TASK ITEM: From the listing below, extract every line containing "FnOnce".

INPUT DATA:
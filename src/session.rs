use parking_lot::Mutex;

use crate::engine::{EngineState, StatusEdit, TimelineController};
use crate::error::EngineError;
use crate::store::ShowSource;

// ── Editor session ─────────────────────────────────────────────────

/// A controller and the one `EngineState` it drives, shared between callers that may
/// run concurrently (editor panels, export jobs).
///
/// The engine itself never locks. Every mutating call here holds both locks for its
/// whole duration, always taking the controller before the state, so calls against
/// the session are serialized.
pub struct EditorSession {
    controller: Mutex<TimelineController>,
    state: Mutex<EngineState>,
}

impl EditorSession {
    /// Wrap `controller` and resolve the show at time 0.
    pub fn new(controller: TimelineController) -> Result<Self, EngineError> {
        let mut state = EngineState::new();
        controller.init_current_led_effect(&mut state);
        controller.set_current_time(&mut state, 0.0)?;
        Ok(Self {
            controller: Mutex::new(controller),
            state: Mutex::new(state),
        })
    }

    /// Read-only access to the controller. Locks the mutex for the duration of `f`.
    pub fn with_controller<F, R>(&self, f: F) -> R
    where
        F: FnOnce(&TimelineController) -> R,
    {
        let guard = self.controller.lock();
        f(&guard)
    }

    /// Read-only access to the resolved state. Locks the mutex for the duration of `f`.
    pub fn with_state<F, R>(&self, f: F) -> R
    where
        F: FnOnce(&EngineState) -> R,
    {
        let guard = self.state.lock();
        f(&guard)
    }

    /// Run one controller operation against the state with both locks held.
    fn with_both<F, R>(&self, f: F) -> R
    where
        F: FnOnce(&TimelineController, &mut EngineState) -> R,
    {
        let controller = self.controller.lock();
        let mut state = self.state.lock();
        f(&controller, &mut state)
    }

    pub fn set_current_time(&self, time: f64) -> Result<(), EngineError> {
        self.with_both(|c, s| c.set_current_time(s, time))
    }

    pub fn set_current_control_index(&self, index: i64) -> Result<(), EngineError> {
        self.with_both(|c, s| c.set_current_control_index(s, index))
    }

    pub fn set_current_pos_index(&self, index: i64) -> Result<(), EngineError> {
        self.with_both(|c, s| c.set_current_pos_index(s, index))
    }

    pub fn edit_current_status(&self, edits: &[StatusEdit]) -> Result<(), EngineError> {
        self.with_both(|c, s| c.edit_current_status(s, edits))
    }

    /// Reload show data, re-initialize LED playback and re-resolve at the current time.
    /// If loading fails nothing changes.
    pub fn reload(&self, source: &dyn ShowSource) -> Result<(), EngineError> {
        let mut controller = self.controller.lock();
        let mut state = self.state.lock();
        controller.reload(source)?;
        let time = state.current_time();
        controller.init_current_led_effect(&mut state);
        controller.set_current_time(&mut state, time)
    }
}
//! Leaf filenames of a show data directory and the functions that build their paths.
//!
//! Every module that touches the filesystem goes through here; no other module
//! hard-codes these strings.

use std::path::{Path, PathBuf};

// ── Leaf filenames ───────────────────────────────────────────────

pub const SETTINGS_FILE: &str = "settings.json";
pub const CONTROL_FRAMES_FILE: &str = "control_frames.json";
pub const POSITION_FRAMES_FILE: &str = "position_frames.json";
pub const LED_FRAMES_FILE: &str = "led_frames.json";
pub const COLORS_FILE: &str = "colors.json";
pub const DANCERS_FILE: &str = "dancers.json";

// ── Data-dir functions ───────────────────────────────────────────

pub fn settings_path(data_dir: &Path) -> PathBuf {
    data_dir.join(SETTINGS_FILE)
}

pub fn control_frames_path(data_dir: &Path) -> PathBuf {
    data_dir.join(CONTROL_FRAMES_FILE)
}

pub fn position_frames_path(data_dir: &Path) -> PathBuf {
    data_dir.join(POSITION_FRAMES_FILE)
}

pub fn led_frames_path(data_dir: &Path) -> PathBuf {
    data_dir.join(LED_FRAMES_FILE)
}

pub fn colors_path(data_dir: &Path) -> PathBuf {
    data_dir.join(COLORS_FILE)
}

pub fn dancers_path(data_dir: &Path) -> PathBuf {
    data_dir.join(DANCERS_FILE)
}
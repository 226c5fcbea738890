use serde::Serialize;
use ts_rs::TS;

/// Structured error type for the timeline engine. Serializes as `{ code, detail }`
/// so the editor can match on error codes instead of parsing messages.
#[derive(Debug, Clone, PartialEq, Serialize, TS, thiserror::Error)]
#[serde(tag = "code", content = "detail")]
#[ts(export)]
pub enum EngineError {
    /// A time or index argument was not a finite number. The call was a no-op.
    #[error("Invalid {what}: {value}")]
    InvalidInput { what: String, value: String },
    /// LED playback was queried before `init_current_led_effect` ran for this snapshot.
    #[error("LED effect state not initialized for {what}")]
    UninitializedState { what: String },
    #[error("Unknown dancer: {name}")]
    UnknownDancer { name: String },
    #[error("Unknown part {part} on dancer {dancer}")]
    UnknownPart { dancer: String, part: String },
    /// Loaded keyframe data violates an ordering or shape invariant.
    #[error("Invalid snapshot: {message}")]
    InvalidSnapshot { message: String },
    #[error("Invalid settings: {message}")]
    InvalidSettings { message: String },
    #[error("I/O error: {message}")]
    IoError { message: String },
    #[error("JSON error: {message}")]
    JsonError { message: String },
}

impl EngineError {
    pub(crate) fn invalid_input(what: &str, value: f64) -> Self {
        EngineError::InvalidInput {
            what: what.to_string(),
            value: value.to_string(),
        }
    }

    pub(crate) fn invalid_snapshot(message: impl Into<String>) -> Self {
        EngineError::InvalidSnapshot {
            message: message.into(),
        }
    }
}

impl From<std::io::Error> for EngineError {
    fn from(e: std::io::Error) -> Self {
        EngineError::IoError {
            message: e.to_string(),
        }
    }
}

impl From<serde_json::Error> for EngineError {
    fn from(e: serde_json::Error) -> Self {
        EngineError::JsonError {
            message: e.to_string(),
        }
    }
}

/// Allow converting EngineError to String for hosts that only carry messages.
impl From<EngineError> for String {
    fn from(e: EngineError) -> String {
        e.to_string()
    }
}
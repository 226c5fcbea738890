use std::collections::BTreeMap;

use serde::{Deserialize, Serialize};
use ts_rs::TS;

/// Newtype for palette identity. Prevents mixing up color ids with other integers.
#[derive(Debug, Clone, Copy, PartialEq, Eq, PartialOrd, Ord, Hash, Serialize, Deserialize, TS)]
#[serde(transparent)]
#[ts(export)]
pub struct ColorId(pub u32);

/// RGB color with 8-bit channels. Intensity lives on the part value, not here.
/// Serializes as a `[r, g, b]` triple, the shape the palette store hands out.
#[derive(Debug, Clone, Copy, PartialEq, Eq, Default, Serialize, Deserialize, TS)]
#[ts(export)]
pub struct Rgb(pub u8, pub u8, pub u8);

impl Rgb {
    pub const BLACK: Rgb = Rgb(0, 0, 0);
    pub const WHITE: Rgb = Rgb(255, 255, 255);

    pub fn r(self) -> u8 {
        self.0
    }

    pub fn g(self) -> u8 {
        self.1
    }

    pub fn b(self) -> u8 {
        self.2
    }

    /// Linear interpolation between two colors. t is clamped to [0, 1].
    #[allow(clippy::cast_possible_truncation, clippy::cast_sign_loss)]
    pub fn lerp(self, other: Self, t: f64) -> Self {
        let t = t.clamp(0.0, 1.0);
        let mix = |a: u8, b: u8| (f64::from(a) + (f64::from(b) - f64::from(a)) * t).round() as u8;
        Self(mix(self.0, other.0), mix(self.1, other.1), mix(self.2, other.2))
    }
}

/// Color table keyed by id. Loaded once per session and read-only afterwards.
#[derive(Debug, Clone, Default, Serialize, Deserialize)]
#[serde(transparent)]
pub struct ColorPalette(BTreeMap<ColorId, Rgb>);

impl ColorPalette {
    pub fn new() -> Self {
        Self(BTreeMap::new())
    }

    pub fn with(mut self, id: ColorId, rgb: Rgb) -> Self {
        self.0.insert(id, rgb);
        self
    }

    pub fn get(&self, id: ColorId) -> Option<Rgb> {
        self.0.get(&id).copied()
    }

    /// Look up a color, falling back to black for ids the palette does not know.
    pub fn resolve(&self, id: ColorId) -> Rgb {
        self.get(id).unwrap_or_else(|| {
            tracing::warn!(color = id.0, "color id missing from palette, using black");
            Rgb::BLACK
        })
    }

    pub fn len(&self) -> usize {
        self.0.len()
    }

    pub fn is_empty(&self) -> bool {
        self.0.is_empty()
    }
}

#[cfg(test)]
#[allow(clippy::unwrap_used)]
mod tests {
    use super::*;

    #[test]
    fn lerp_at_boundaries() {
        let a = Rgb(10, 20, 30);
        let b = Rgb(200, 100, 50);
        assert_eq!(a.lerp(b, 0.0), a);
        assert_eq!(a.lerp(b, 1.0), b);
        assert_eq!(a.lerp(b, 7.0), b);
    }

    #[test]
    fn lerp_midpoint_rounds() {
        let mid = Rgb::BLACK.lerp(Rgb::WHITE, 0.5);
        assert_eq!(mid, Rgb(128, 128, 128));
    }

    #[test]
    fn missing_color_resolves_to_black() {
        let palette = ColorPalette::new().with(ColorId(1), Rgb(255, 0, 0));
        assert_eq!(palette.resolve(ColorId(1)), Rgb(255, 0, 0));
        assert_eq!(palette.resolve(ColorId(42)), Rgb::BLACK);
    }

    #[test]
    fn palette_loads_from_string_keyed_json() {
        let palette: ColorPalette =
            serde_json::from_str(r#"{ "1": [255, 0, 0], "7": [0, 0, 255] }"#).unwrap();
        assert_eq!(palette.len(), 2);
        assert_eq!(palette.get(ColorId(7)), Some(Rgb(0, 0, 255)));
    }
}
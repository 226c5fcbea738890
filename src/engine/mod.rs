pub mod controller;
pub mod edit;
pub mod led;
pub mod locator;
pub mod position;
pub mod state;
pub mod status;

// Re-export the engine's public surface.
pub use controller::TimelineController;
pub use edit::{PartEdit, StatusEdit};
pub use led::{LedEffectMap, LedPlayback};
pub use position::ResolvedPos;
pub use state::EngineState;
pub use status::{FiberStatus, LedStatus, MissingPartPolicy, PartStatus, ResolvedStatus};
use super::catalog::{PartCatalog, PartType};
use super::color::ColorPalette;
use super::frame::{ControlFrame, PositionFrame};
use super::keyframes::KeyframeIndex;
use super::led::LedFrames;
use crate::error::EngineError;

/// Everything the engine reads, loaded once and validated as a unit.
///
/// A snapshot is immutable: when the author edits keyframes the host loads a new
/// snapshot and hands it to `TimelineController::reload`.
#[derive(Debug, Clone)]
pub struct ShowSnapshot {
    pub controls: KeyframeIndex<ControlFrame>,
    pub positions: KeyframeIndex<PositionFrame>,
    pub led_frames: LedFrames,
    pub palette: ColorPalette,
    pub catalog: PartCatalog,
}

impl ShowSnapshot {
    /// Build and validate a snapshot from already-sorted collections.
    pub fn new(
        controls: Vec<ControlFrame>,
        positions: Vec<PositionFrame>,
        led_frames: LedFrames,
        palette: ColorPalette,
        catalog: PartCatalog,
    ) -> Result<Self, EngineError> {
        catalog.validate()?;
        let controls = KeyframeIndex::new("control", controls)?;
        let positions = KeyframeIndex::new("position", positions)?;

        for frame in controls.iter() {
            for (dancer, parts) in &frame.status {
                for (part, value) in parts {
                    let part_type = catalog.check_part(dancer, part)?;
                    if part_type != value.part_type() {
                        return Err(EngineError::invalid_snapshot(format!(
                            "control frame {} gives {dancer}/{part} a {:?} value but the part is {part_type:?}",
                            frame.id,
                            value.part_type()
                        )));
                    }
                    if !value.alpha().is_finite() {
                        return Err(EngineError::invalid_snapshot(format!(
                            "control frame {} has non-finite alpha for {dancer}/{part}",
                            frame.id
                        )));
                    }
                }
            }
        }

        for frame in positions.iter() {
            for dancer in frame.pos.keys() {
                if !catalog.contains_dancer(dancer) {
                    return Err(EngineError::UnknownDancer {
                        name: dancer.0.clone(),
                    });
                }
            }
            // Interpolation walks A's dancers and reads B for each, so every frame places everyone.
            if let Some(dancer) = catalog.dancers().find(|d| !frame.pos.contains_key(*d)) {
                return Err(EngineError::invalid_snapshot(format!(
                    "position frame {} does not place dancer {dancer}",
                    frame.id
                )));
            }
        }

        for (frame_id, parts) in led_frames.iter() {
            if controls.ordinal(frame_id).is_none() {
                return Err(EngineError::invalid_snapshot(format!(
                    "LED data references unknown control frame {frame_id}"
                )));
            }
            for (part, effect) in parts {
                if catalog.part_type(part) != Some(PartType::Led) {
                    return Err(EngineError::invalid_snapshot(format!(
                        "LED data for frame {frame_id} targets non-LED part {part}"
                    )));
                }
                effect.validate()?;
            }
        }

        Ok(Self {
            controls,
            positions,
            led_frames,
            palette,
            catalog,
        })
    }
}

#[cfg(test)]
#[allow(clippy::unwrap_used)]
mod tests {
    use std::collections::BTreeMap;

    use super::*;
    use crate::model::color::ColorId;
    use crate::model::frame::{PartValue, Position};
    use crate::model::led::{LedEffect, LedStep};

    fn catalog() -> PartCatalog {
        PartCatalog::new()
            .with_part("hat", PartType::Fiber)
            .with_part("LED_chest", PartType::Led)
            .with_dancer("d0", &["hat", "LED_chest"])
    }

    fn control(id: &str, start: f64, part: &str, value: PartValue) -> ControlFrame {
        ControlFrame {
            id: id.into(),
            start,
            fade: false,
            status: BTreeMap::from([("d0".into(), BTreeMap::from([(part.into(), value)]))]),
        }
    }

    fn position(id: &str, dancer: &str) -> PositionFrame {
        PositionFrame {
            id: id.into(),
            start: 0.0,
            pos: BTreeMap::from([(dancer.into(), Position::default())]),
        }
    }

    fn fiber() -> PartValue {
        PartValue::Fiber {
            color: ColorId(1),
            alpha: 10.0,
        }
    }

    #[test]
    fn accepts_consistent_data() {
        let snapshot = ShowSnapshot::new(
            vec![control("c0", 0.0, "hat", fiber())],
            vec![position("p0", "d0")],
            LedFrames::new(),
            ColorPalette::new(),
            catalog(),
        );
        assert!(snapshot.is_ok());
    }

    #[test]
    fn rejects_unknown_dancer_in_position_frame() {
        let err = ShowSnapshot::new(
            vec![control("c0", 0.0, "hat", fiber())],
            vec![position("p0", "ghost")],
            LedFrames::new(),
            ColorPalette::new(),
            catalog(),
        )
        .unwrap_err();
        assert!(matches!(err, EngineError::UnknownDancer { .. }));
    }

    #[test]
    fn rejects_position_frame_missing_a_dancer() {
        let err = ShowSnapshot::new(
            vec![control("c0", 0.0, "hat", fiber())],
            vec![position("p0", "d0")],
            LedFrames::new(),
            ColorPalette::new(),
            catalog().with_dancer("d1", &["hat"]),
        )
        .unwrap_err();
        assert!(matches!(err, EngineError::InvalidSnapshot { .. }));
        assert!(err.to_string().contains("d1"), "{err}");
    }

    #[test]
    fn rejects_value_kind_mismatch() {
        let led_on_fiber = PartValue::Led {
            src: "bling".into(),
            alpha: 1.0,
        };
        let err = ShowSnapshot::new(
            vec![control("c0", 0.0, "hat", led_on_fiber)],
            vec![position("p0", "d0")],
            LedFrames::new(),
            ColorPalette::new(),
            catalog(),
        )
        .unwrap_err();
        assert!(matches!(err, EngineError::InvalidSnapshot { .. }));
    }

    #[test]
    fn rejects_led_data_for_unknown_frame() {
        let effect = LedEffect {
            name: "bling".into(),
            steps: vec![LedStep {
                start: 0.0,
                colors: vec![],
                fade: false,
            }],
        };
        let err = ShowSnapshot::new(
            vec![control("c0", 0.0, "hat", fiber())],
            vec![position("p0", "d0")],
            LedFrames::new().with("c9", "LED_chest", effect),
            ColorPalette::new(),
            catalog(),
        )
        .unwrap_err();
        assert!(matches!(err, EngineError::InvalidSnapshot { .. }));
    }
}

EXERCISE RESULT:
        F: FnOnce(&TimelineController) -> R,
        F: FnOnce(&EngineState) -> R,
        F: FnOnce(&TimelineController, &mut EngineState) -> R,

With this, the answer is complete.